◆ Data supplied
____

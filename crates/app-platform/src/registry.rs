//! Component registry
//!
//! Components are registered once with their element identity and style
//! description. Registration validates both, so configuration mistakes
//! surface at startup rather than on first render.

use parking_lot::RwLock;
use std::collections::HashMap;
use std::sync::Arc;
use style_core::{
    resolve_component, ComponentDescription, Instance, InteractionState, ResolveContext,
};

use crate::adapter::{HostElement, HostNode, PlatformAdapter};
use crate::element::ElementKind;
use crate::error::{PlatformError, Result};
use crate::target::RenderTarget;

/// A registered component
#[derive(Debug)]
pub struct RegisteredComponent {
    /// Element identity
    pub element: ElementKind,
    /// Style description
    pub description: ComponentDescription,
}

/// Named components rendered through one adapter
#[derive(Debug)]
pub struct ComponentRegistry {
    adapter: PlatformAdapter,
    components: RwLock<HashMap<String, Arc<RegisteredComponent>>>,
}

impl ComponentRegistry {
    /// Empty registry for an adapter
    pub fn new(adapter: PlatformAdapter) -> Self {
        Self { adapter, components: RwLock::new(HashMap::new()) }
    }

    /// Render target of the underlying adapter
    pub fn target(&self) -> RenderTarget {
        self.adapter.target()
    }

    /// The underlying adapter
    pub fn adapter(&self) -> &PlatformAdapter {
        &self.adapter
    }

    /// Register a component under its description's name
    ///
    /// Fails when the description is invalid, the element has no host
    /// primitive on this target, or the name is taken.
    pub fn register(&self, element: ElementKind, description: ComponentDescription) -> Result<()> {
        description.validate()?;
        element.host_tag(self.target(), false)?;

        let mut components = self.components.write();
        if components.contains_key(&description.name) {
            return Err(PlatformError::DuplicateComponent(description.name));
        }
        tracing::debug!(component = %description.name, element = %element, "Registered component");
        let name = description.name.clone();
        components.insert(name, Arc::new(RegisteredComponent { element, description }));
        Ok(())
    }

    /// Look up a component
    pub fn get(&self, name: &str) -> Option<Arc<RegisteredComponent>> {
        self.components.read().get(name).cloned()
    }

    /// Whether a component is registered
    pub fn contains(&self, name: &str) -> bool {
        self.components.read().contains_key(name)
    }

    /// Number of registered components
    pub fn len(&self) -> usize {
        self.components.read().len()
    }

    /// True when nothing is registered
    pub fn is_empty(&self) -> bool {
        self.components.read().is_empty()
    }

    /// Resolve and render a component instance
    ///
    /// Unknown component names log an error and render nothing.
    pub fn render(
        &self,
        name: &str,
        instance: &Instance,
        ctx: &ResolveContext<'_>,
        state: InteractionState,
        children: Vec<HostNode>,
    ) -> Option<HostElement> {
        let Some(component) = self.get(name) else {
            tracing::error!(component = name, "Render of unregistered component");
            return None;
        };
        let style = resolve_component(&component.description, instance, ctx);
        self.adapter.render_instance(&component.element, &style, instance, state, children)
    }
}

____

◆ Brief
Each line of the material above either contains the word "RegisteredComponent" or does not; state how many do, and nothing else.

◆ The answer
4